Filter the material below down to the lines containing the word "ToSchema".

++++ Extracted entries

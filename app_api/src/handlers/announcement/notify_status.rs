use crate::state::AppState;
use actix_web::{Responder, post, web};
use biz_service::biz_service::notify_service::NotifyJobState;
use common::errors::AppError;
use serde::{Deserialize, Serialize};
use utoipa::ToSchema;

pub fn configure(cfg: &mut web::ServiceConfig) {
    cfg.service(notify_status);
}

/// 结果查询体：ticket 优先，老调用方可用公告 id
#[derive(Debug, Deserialize, ToSchema)]
#[serde(rename_all = "camelCase")]
pub struct NotifyStatusDto {
    pub ticket: Option<String>,
    pub announcement_id: Option<String>,
}

#[derive(Debug, Serialize, ToSchema)]
pub struct NotifyStatusResp {
    /// running | completed
    pub status: String,
    pub notified: usize,
    pub failed: usize,
    pub total: usize,
}

#[utoipa::path(
    post,
    path = "/check-notification-status",
    summary = "查询公告扇出结果",
    tag = "公告通知",
    request_body = NotifyStatusDto,
    responses(
        (status = 200, description = "扇出进度/结果", body = NotifyStatusResp),
        (status = 404, description = "任务不存在")
    )
)]
#[post("/check-notification-status")]
pub async fn notify_status(dto: web::Json<NotifyStatusDto>, state: web::Data<AppState>) -> Result<impl Responder, AppError> {
    let job = state
        .notify_service
        .check_status(dto.ticket.as_deref(), dto.announcement_id.as_deref())?;
    let resp = match job {
        NotifyJobState::Running { total } => {
            NotifyStatusResp { status: "running".to_string(), notified: 0, failed: 0, total }
        }
        NotifyJobState::Completed { summary, .. } => NotifyStatusResp {
            status: "completed".to_string(),
            notified: summary.notified,
            failed: summary.failed,
            total: summary.total,
        },
    };
    Ok(web::Json(resp))
}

++++++++

Answer space:
use utoipa::ToSchema;
#[derive(Debug, Deserialize, ToSchema)]
#[derive(Debug, Serialize, ToSchema)]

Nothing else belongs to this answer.